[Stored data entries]
Start of Block
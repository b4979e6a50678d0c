use anyhow::{Context, Result};
use serde::Deserialize;
use std::path::{Path, PathBuf};
use std::time::Duration;

#[derive(Debug, Deserialize, Clone, Default)]
pub struct Config {
    #[serde(default)]
    pub content_api: ContentApiConfig,
    #[serde(default)]
    pub culture_zine: CultureZineConfig,
    #[serde(default)]
    pub curated_collections: CuratedCollectionsConfig,
    #[serde(default)]
    pub apps_we_love: AppsWeLoveConfig,
    #[serde(default)]
    pub output: OutputConfig,
}

#[derive(Debug, Deserialize, Clone)]
pub struct ContentApiConfig {
    #[serde(default = "default_content_api_base")]
    pub base_url: String,
    #[serde(default = "default_timeout_ms")]
    pub request_timeout_ms: u64,
    /// `limit` sent with every listing request.
    #[serde(default = "default_page_limit")]
    pub page_limit: u32,
}

fn default_content_api_base() -> String {
    "https://api.glitch.com".to_string()
}
fn default_timeout_ms() -> u64 { 5000 }
fn default_page_limit() -> u32 { 100 }

impl Default for ContentApiConfig {
    fn default() -> Self {
        Self {
            base_url: default_content_api_base(),
            request_timeout_ms: default_timeout_ms(),
            page_limit: default_page_limit(),
        }
    }
}

impl ContentApiConfig {
    pub fn request_timeout(&self) -> Duration {
        Duration::from_millis(self.request_timeout_ms)
    }
}

/// The external zine (Ghost content API) that supplies featured posts.
#[derive(Debug, Deserialize, Clone)]
pub struct CultureZineConfig {
    #[serde(default = "default_zine_base")]
    pub base_url: String,
    #[serde(default = "default_zine_posts_path")]
    pub posts_path: String,
    #[serde(default = "default_zine_client_id")]
    pub client_id: String,
    #[serde(default)]
    pub client_secret: String,
    #[serde(default = "default_zine_post_limit")]
    pub post_limit: u32,
    #[serde(default = "default_timeout_ms")]
    pub request_timeout_ms: u64,
}

fn default_zine_base() -> String {
    "https://culture-zine.glitch.me".to_string()
}
fn default_zine_posts_path() -> String {
    "/culture/ghost/api/v0.1/posts/".to_string()
}
fn default_zine_client_id() -> String {
    "ghost-frontend".to_string()
}
fn default_zine_post_limit() -> u32 { 4 }

impl Default for CultureZineConfig {
    fn default() -> Self {
        Self {
            base_url: default_zine_base(),
            posts_path: default_zine_posts_path(),
            client_id: default_zine_client_id(),
            client_secret: String::new(),
            post_limit: default_zine_post_limit(),
            request_timeout_ms: default_timeout_ms(),
        }
    }
}

impl CultureZineConfig {
    pub fn request_timeout(&self) -> Duration {
        Duration::from_millis(self.request_timeout_ms)
    }
}

#[derive(Debug, Deserialize, Clone)]
pub struct CuratedCollectionsConfig {
    /// Stop collecting avatars once more than this many distinct users are known.
    #[serde(default = "default_collection_max_users")]
    pub max_users: usize,
    /// Decorative styles handed out by position when a descriptor has none.
    #[serde(default = "default_collection_styles")]
    pub styles: Vec<String>,
}

fn default_collection_max_users() -> usize { 5 }
fn default_collection_styles() -> Vec<String> {
    ["wavey", "diagonal", "triangle"].iter().map(|s| s.to_string()).collect()
}

impl Default for CuratedCollectionsConfig {
    fn default() -> Self {
        Self {
            max_users: default_collection_max_users(),
            styles: default_collection_styles(),
        }
    }
}

#[derive(Debug, Deserialize, Clone)]
pub struct AppsWeLoveConfig {
    /// Size of the single users page requested per project.
    #[serde(default = "default_apps_user_page_limit")]
    pub user_page_limit: u32,
    #[serde(default = "default_apps_max_users")]
    pub max_users: usize,
}

fn default_apps_user_page_limit() -> u32 { 100 }
fn default_apps_max_users() -> usize { 10 }

impl Default for AppsWeLoveConfig {
    fn default() -> Self {
        Self {
            user_page_limit: default_apps_user_page_limit(),
            max_users: default_apps_max_users(),
        }
    }
}

#[derive(Debug, Deserialize, Clone)]
pub struct OutputConfig {
    /// Base document authored in the editor.
    #[serde(default = "default_home_document")]
    pub home_document: PathBuf,
    /// Where the aggregated payload is published.
    #[serde(default = "default_payload")]
    pub payload: PathBuf,
}

fn default_home_document() -> PathBuf {
    PathBuf::from("dist/home.json")
}
fn default_payload() -> PathBuf {
    PathBuf::from("dist/home-data.json")
}

impl Default for OutputConfig {
    fn default() -> Self {
        Self {
            home_document: default_home_document(),
            payload: default_payload(),
        }
    }
}

impl Config {
    pub fn load(path: &Path) -> Result<Self> {
        let content = std::fs::read_to_string(path)
            .with_context(|| format!("Failed to read config file: {}", path.display()))?;
        Self::parse(&content)
    }

    pub fn parse(content: &str) -> Result<Self> {
        let config: Config = toml::from_str(content)
            .with_context(|| "Failed to parse config TOML")?;
        if config.curated_collections.styles.is_empty() {
            anyhow::bail!("curated_collections.styles must list at least one style");
        }
        Ok(config)
    }
}

#[cfg(test)]
mod tests {
    use super::*;

    #[test]
    fn test_config_parses() {
        let config = Config::load(Path::new("config.toml")).unwrap();
        assert_eq!(config.content_api.request_timeout(), Duration::from_secs(5));
        assert_eq!(config.content_api.page_limit, 100);
        assert_eq!(config.culture_zine.post_limit, 4);
        assert_eq!(config.curated_collections.max_users, 5);
        assert_eq!(config.curated_collections.styles[0], "wavey");
        assert_eq!(config.apps_we_love.max_users, 10);
    }

    #[test]
    fn test_empty_config_uses_defaults() {
        let config = Config::parse("").unwrap();
        assert_eq!(config.content_api.base_url, "https://api.glitch.com");
        assert_eq!(config.culture_zine.request_timeout_ms, 5000);
        assert_eq!(config.curated_collections.styles, vec!["wavey", "diagonal", "triangle"]);
        assert_eq!(config.apps_we_love.user_page_limit, 100);
        assert_eq!(config.output.payload, PathBuf::from("dist/home-data.json"));
    }

    #[test]
    fn test_partial_section_keeps_other_defaults() {
        let config = Config::parse("[content_api]\nrequest_timeout_ms = 250\n").unwrap();
        assert_eq!(config.content_api.request_timeout(), Duration::from_millis(250));
        assert_eq!(config.content_api.page_limit, 100);
    }

    #[test]
    fn test_empty_style_palette_is_rejected() {
        assert!(Config::parse("[curated_collections]\nstyles = []\n").is_err());
    }
}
End of Block
#### [TASK STATEMENT]
Output each entry exactly. Leave none out.

#### [EXERCISE RESULT]
repository b4979e6a50678d0c
use anyhow::{Context, Result};
use serde::Deserialize;
use std::path::{Path, PathBuf};
use std::time::Duration;

#[derive(Debug, Deserialize, Clone, Default)]
pub struct Config {
    #[serde(default)]
    pub content_api: ContentApiConfig,
    #[serde(default)]
    pub culture_zine: CultureZineConfig,
    #[serde(default)]
    pub curated_collections: CuratedCollectionsConfig,
    #[serde(default)]
    pub apps_we_love: AppsWeLoveConfig,
    #[serde(default)]
    pub output: OutputConfig,
}

#[derive(Debug, Deserialize, Clone)]
pub struct ContentApiConfig {
    #[serde(default = "default_content_api_base")]
    pub base_url: String,
    #[serde(default = "default_timeout_ms")]
    pub request_timeout_ms: u64,
    /// `limit` sent with every listing request.
    #[serde(default = "default_page_limit")]
    pub page_limit: u32,
}

fn default_content_api_base() -> String {
    "https://api.glitch.com".to_string()
}
fn default_timeout_ms() -> u64 { 5000 }
fn default_page_limit() -> u32 { 100 }

impl Default for ContentApiConfig {
    fn default() -> Self {
        Self {
            base_url: default_content_api_base(),
            request_timeout_ms: default_timeout_ms(),
            page_limit: default_page_limit(),
        }
    }
}

impl ContentApiConfig {
    pub fn request_timeout(&self) -> Duration {
        Duration::from_millis(self.request_timeout_ms)
    }
}

/// The external zine (Ghost content API) that supplies featured posts.
#[derive(Debug, Deserialize, Clone)]
pub struct CultureZineConfig {
    #[serde(default = "default_zine_base")]
    pub base_url: String,
    #[serde(default = "default_zine_posts_path")]
    pub posts_path: String,
    #[serde(default = "default_zine_client_id")]
    pub client_id: String,
    #[serde(default)]
    pub client_secret: String,
    #[serde(default = "default_zine_post_limit")]
    pub post_limit: u32,
    #[serde(default = "default_timeout_ms")]
    pub request_timeout_ms: u64,
}

fn default_zine_base() -> String {
    "https://culture-zine.glitch.me".to_string()
}
fn default_zine_posts_path() -> String {
    "/culture/ghost/api/v0.1/posts/".to_string()
}
fn default_zine_client_id() -> String {
    "ghost-frontend".to_string()
}
fn default_zine_post_limit() -> u32 { 4 }

impl Default for CultureZineConfig {
    fn default() -> Self {
        Self {
            base_url: default_zine_base(),
            posts_path: default_zine_posts_path(),
            client_id: default_zine_client_id(),
            client_secret: String::new(),
            post_limit: default_zine_post_limit(),
            request_timeout_ms: default_timeout_ms(),
        }
    }
}

impl CultureZineConfig {
    pub fn request_timeout(&self) -> Duration {
        Duration::from_millis(self.request_timeout_ms)
    }
}

#[derive(Debug, Deserialize, Clone)]
pub struct CuratedCollectionsConfig {
    /// Stop collecting avatars once more than this many distinct users are known.
    #[serde(default = "default_collection_max_users")]
    pub max_users: usize,
    /// Decorative styles handed out by position when a descriptor has none.
    #[serde(default = "default_collection_styles")]
    pub styles: Vec<String>,
}

fn default_collection_max_users() -> usize { 5 }
fn default_collection_styles() -> Vec<String> {
    ["wavey", "diagonal", "triangle"].iter().map(|s| s.to_string()).collect()
}

impl Default for CuratedCollectionsConfig {
    fn default() -> Self {
        Self {
            max_users: default_collection_max_users(),
            styles: default_collection_styles(),
        }
    }
}

#[derive(Debug, Deserialize, Clone)]
pub struct AppsWeLoveConfig {
    /// Size of the single users page requested per project.
    #[serde(default = "default_apps_user_page_limit")]
    pub user_page_limit: u32,
    #[serde(default = "default_apps_max_users")]
    pub max_users: usize,
}

fn default_apps_user_page_limit() -> u32 { 100 }
fn default_apps_max_users() -> usize { 10 }

impl Default for AppsWeLoveConfig {
    fn default() -> Self {
        Self {
            user_page_limit: default_apps_user_page_limit(),
            max_users: default_apps_max_users(),
        }
    }
}

#[derive(Debug, Deserialize, Clone)]
pub struct OutputConfig {
    /// Base document authored in the editor.
    #[serde(default = "default_home_document")]
    pub home_document: PathBuf,
    /// Where the aggregated payload is published.
    #[serde(default = "default_payload")]
    pub payload: PathBuf,
}

fn default_home_document() -> PathBuf {
    PathBuf::from("dist/home.json")
}
fn default_payload() -> PathBuf {
    PathBuf::from("dist/home-data.json")
}

impl Default for OutputConfig {
    fn default() -> Self {
        Self {
            home_document: default_home_document(),
            payload: default_payload(),
        }
    }
}

impl Config {
    pub fn load(path: &Path) -> Result<Self> {
        let content = std::fs::read_to_string(path)
            .with_context(|| format!("Failed to read config file: {}", path.display()))?;
        Self::parse(&content)
    }

    pub fn parse(content: &str) -> Result<Self> {
        let config: Config = toml::from_str(content)
            .with_context(|| "Failed to parse config TOML")?;
        if config.curated_collections.styles.is_empty() {
            anyhow::bail!("curated_collections.styles must list at least one style");
        }
        Ok(config)
    }
}

#[cfg(test)]
mod tests {
    use super::*;

    #[test]
    fn test_config_parses() {
        let config = Config::load(Path::new("config.toml")).unwrap();
        assert_eq!(config.content_api.request_timeout(), Duration::from_secs(5));
        assert_eq!(config.content_api.page_limit, 100);
        assert_eq!(config.culture_zine.post_limit, 4);
        assert_eq!(config.curated_collections.max_users, 5);
        assert_eq!(config.curated_collections.styles[0], "wavey");
        assert_eq!(config.apps_we_love.max_users, 10);
    }

    #[test]
    fn test_empty_config_uses_defaults() {
        let config = Config::parse("").unwrap();
        assert_eq!(config.content_api.base_url, "https://api.glitch.com");
        assert_eq!(config.culture_zine.request_timeout_ms, 5000);
        assert_eq!(config.curated_collections.styles, vec!["wavey", "diagonal", "triangle"]);
        assert_eq!(config.apps_we_love.user_page_limit, 100);
        assert_eq!(config.output.payload, PathBuf::from("dist/home-data.json"));
    }

    #[test]
    fn test_partial_section_keeps_other_defaults() {
        let config = Config::parse("[content_api]\nrequest_timeout_ms = 250\n").unwrap();
        assert_eq!(config.content_api.request_timeout(), Duration::from_millis(250));
        assert_eq!(config.content_api.page_limit, 100);
    }

    #[test]
    fn test_empty_style_palette_is_rejected() {
        assert!(Config::parse("[curated_collections]\nstyles = []\n").is_err());
    }
}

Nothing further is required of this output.